In the end, the entire scientific community will have to acknowledge that honest discussion-with assumptions identified and terms precisely defined-is the only method for resolving disagreement that is consistent with the best traditions of science itself. When scientists defend a cherished doctrine by obscuring the issues and intimidating the critics, it is a sure sign that what they are defending isn't science.
A Summary of Gould's Book Review of Darwin on Trial which appeared in the June, 1992 issue of Scientific American. Summarized by Doug Burnett, Associate Editor, The Real Issue.
Gould began his review by suggesting that the nature of the practice of law does not lend itself to scientific inquiry. His assertion is based on the understanding that legal decisions must be made even when insufficient evidence exists.
Gould claims that for a lawyer to cross into the scientific realm he or she must apply science's "norms and rules." A lawyer "cannot simply trot out some applicable criteria from his own world and falsely condemn us from a mixture of ignorance and inappropriateness.
"Legal systems are human inventions, based on a history of human thought and practice" Gould stated. Hence, the legal system appeals to itself through the use of legal precedent. In the "opposite way" scientists "search continually for new signals from nature to invalidate a history of past argument," said Gould.
Gould then argued that, contrary to Johnson's position, Darwinism is not contradictory to the notion of a world reflecting design and purpose and, therefore, does not limit its proponents to naturalistic suppositions. Gould cited several examples of what he called Christian Darwinists.
Gould maintained that Asa Gray, a well-known American botanist, advocated natural selection and was a Christian.
Gould also claimed that fifty years after Gray, Charles D. Walcott, credited with finding the Burgess Shale Fossils, was both a Darwinian and a Christian. According to Gould, Walcott believed that God allowed natural selection and used it to direct history according to His purposeful intent.
"Either half my colleagues are enormously stupid, or else the science of Darwinism is fully compatible with conventional religious beliefs . . . ," Gould concluded.
This compatibility is based on Gould's belief that science and religion have no common ground.
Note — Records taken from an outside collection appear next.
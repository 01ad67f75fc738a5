use std::io::Write;

use crate::record::Record;
use crate::{Error, Result};

#[derive(Debug, Clone, Copy, PartialEq, Eq)]
enum WriterState {
    Fresh,
    Open { written: usize },
    Closed { written: usize },
}

/// Writes records to a sink as a single JSON array.
///
/// The caller drives the array explicitly: [`open`](Self::open) once, any
/// number of [`write_record`](Self::write_record) calls, then
/// [`close`](Self::close) once when the input is exhausted. Commas are placed
/// from the writer's own count, never from lookahead. Calls made out of that
/// order fail with [`Error::InvalidSerializerState`] and write nothing.
pub struct ArrayWriter<W> {
    sink: W,
    state: WriterState,
}

impl<W: Write> ArrayWriter<W> {
    pub fn new(sink: W) -> Self {
        Self {
            sink,
            state: WriterState::Fresh,
        }
    }

    /// Writes the opening bracket.
    pub fn open(&mut self) -> Result<()> {
        match self.state {
            WriterState::Fresh => {
                self.sink.write_all(b"[")?;
                self.state = WriterState::Open { written: 0 };
                Ok(())
            }
            WriterState::Open { .. } => Err(invalid("open called twice")),
            WriterState::Closed { .. } => Err(invalid("open called after close")),
        }
    }

    /// Writes one record, preceded by a comma unless it is the first.
    pub fn write_record(&mut self, record: &Record) -> Result<()> {
        let written = match self.state {
            WriterState::Open { written } => written,
            WriterState::Fresh => return Err(invalid("write_record called before open")),
            WriterState::Closed { .. } => return Err(invalid("write_record called after close")),
        };
        if written > 0 {
            self.sink.write_all(b",")?;
        }
        serde_json::to_writer(&mut self.sink, record).map_err(std::io::Error::from)?;
        self.state = WriterState::Open {
            written: written + 1,
        };
        Ok(())
    }

    /// Writes the closing bracket and flushes, returning the record count.
    pub fn close(&mut self) -> Result<usize> {
        let written = match self.state {
            WriterState::Open { written } => written,
            WriterState::Fresh => return Err(invalid("close called before open")),
            WriterState::Closed { .. } => return Err(invalid("close called twice")),
        };
        self.sink.write_all(b"]")?;
        self.sink.flush()?;
        self.state = WriterState::Closed { written };
        Ok(written)
    }

    /// Number of records written so far.
    pub fn written(&self) -> usize {
        match self.state {
            WriterState::Fresh => 0,
            WriterState::Open { written } | WriterState::Closed { written } => written,
        }
    }
}

fn invalid(reason: &str) -> Error {
    Error::InvalidSerializerState(reason.to_string())
}

#[cfg(test)]
mod tests {
    use super::*;
    use crate::record::FieldValue;

    fn record(id: &str) -> Record {
        let mut record = Record::new();
        record.push("id", FieldValue::Text(id.to_string()));
        record
    }

    fn output(buf: Vec<u8>) -> String {
        String::from_utf8(buf).unwrap()
    }

    #[test]
    fn test_empty_array() {
        let mut buf = Vec::new();
        let mut writer = ArrayWriter::new(&mut buf);
        writer.open().unwrap();
        assert_eq!(writer.close().unwrap(), 0);
        assert_eq!(output(buf), "[]");
    }

    #[test]
    fn test_commas_between_records_only() {
        let mut buf = Vec::new();
        let mut writer = ArrayWriter::new(&mut buf);
        writer.open().unwrap();
        for id in ["1", "2", "3"] {
            writer.write_record(&record(id)).unwrap();
        }
        assert_eq!(writer.written(), 3);
        assert_eq!(writer.close().unwrap(), 3);
        assert!(matches!(writer.close(), Err(Error::InvalidSerializerState(_))));
        assert_eq!(output(buf), r#"[{"id":"1"},{"id":"2"},{"id":"3"}]"#);
    }

    #[test]
    fn test_single_record() {
        let mut buf = Vec::new();
        let mut writer = ArrayWriter::new(&mut buf);
        writer.open().unwrap();
        writer.write_record(&record("only")).unwrap();
        writer.close().unwrap();
        assert_eq!(output(buf), r#"[{"id":"only"}]"#);
    }

    #[test]
    fn test_write_before_open_rejected_every_time() {
        let mut buf = Vec::new();
        let mut writer = ArrayWriter::new(&mut buf);
        for _ in 0..3 {
            assert!(matches!(
                writer.write_record(&record("1")),
                Err(Error::InvalidSerializerState(_))
            ));
        }
        assert!(matches!(writer.close(), Err(Error::InvalidSerializerState(_))));
        assert_eq!(output(buf), "");
    }

    #[test]
    fn test_double_close_rejected_every_time() {
        let mut buf = Vec::new();
        let mut writer = ArrayWriter::new(&mut buf);
        writer.open().unwrap();
        writer.close().unwrap();
        for _ in 0..3 {
            assert!(matches!(writer.close(), Err(Error::InvalidSerializerState(_))));
        }
        assert!(matches!(
            writer.write_record(&record("late")),
            Err(Error::InvalidSerializerState(_))
        ));
        assert!(matches!(writer.open(), Err(Error::InvalidSerializerState(_))));
        assert_eq!(output(buf), "[]");
    }

    #[test]
    fn test_double_open_rejected() {
        let mut buf = Vec::new();
        let mut writer = ArrayWriter::new(&mut buf);
        writer.open().unwrap();
        assert!(matches!(writer.open(), Err(Error::InvalidSerializerState(_))));
        assert_eq!(output(buf), "[");
    }
}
Gould asserted, "science treats factual reality, while religion struggles with human morality."
Gould then turned his criticism from Johnson's view of the nature of religion and science to his use of scientific data.
Johnson's command of the facts of biology drew fire from Gould on issues involving sexual recombination and its categorization to what Gould claims is the use of outdated evolutionary arguments. Gould reprimanded Johnson for what he called Johnson's "factual and terminological errors.
"Nothing is gained by exposing a 30-year old error-save the obvious point that science improves by correcting its past mistakes."
Moreover, Gould questioned Johnson's understanding of "the purpose and logic of evolutionary argument." Gould believes Johnson's limited view of science-experimentation immediately followed by observation-to be inaccurate.
"Doesn't he realize that all historical science, not just evolution, would disappear by his silly restriction?" asked Gould.
Lastly, Gould felt Johnson did not bring forth logical arguments for his position but used several unfair methods of discourse, including exclusions that lead to false representations of people or claims; the ploy of allowing the part to represent the whole; and the tendency to castigate evolutionists for past errors.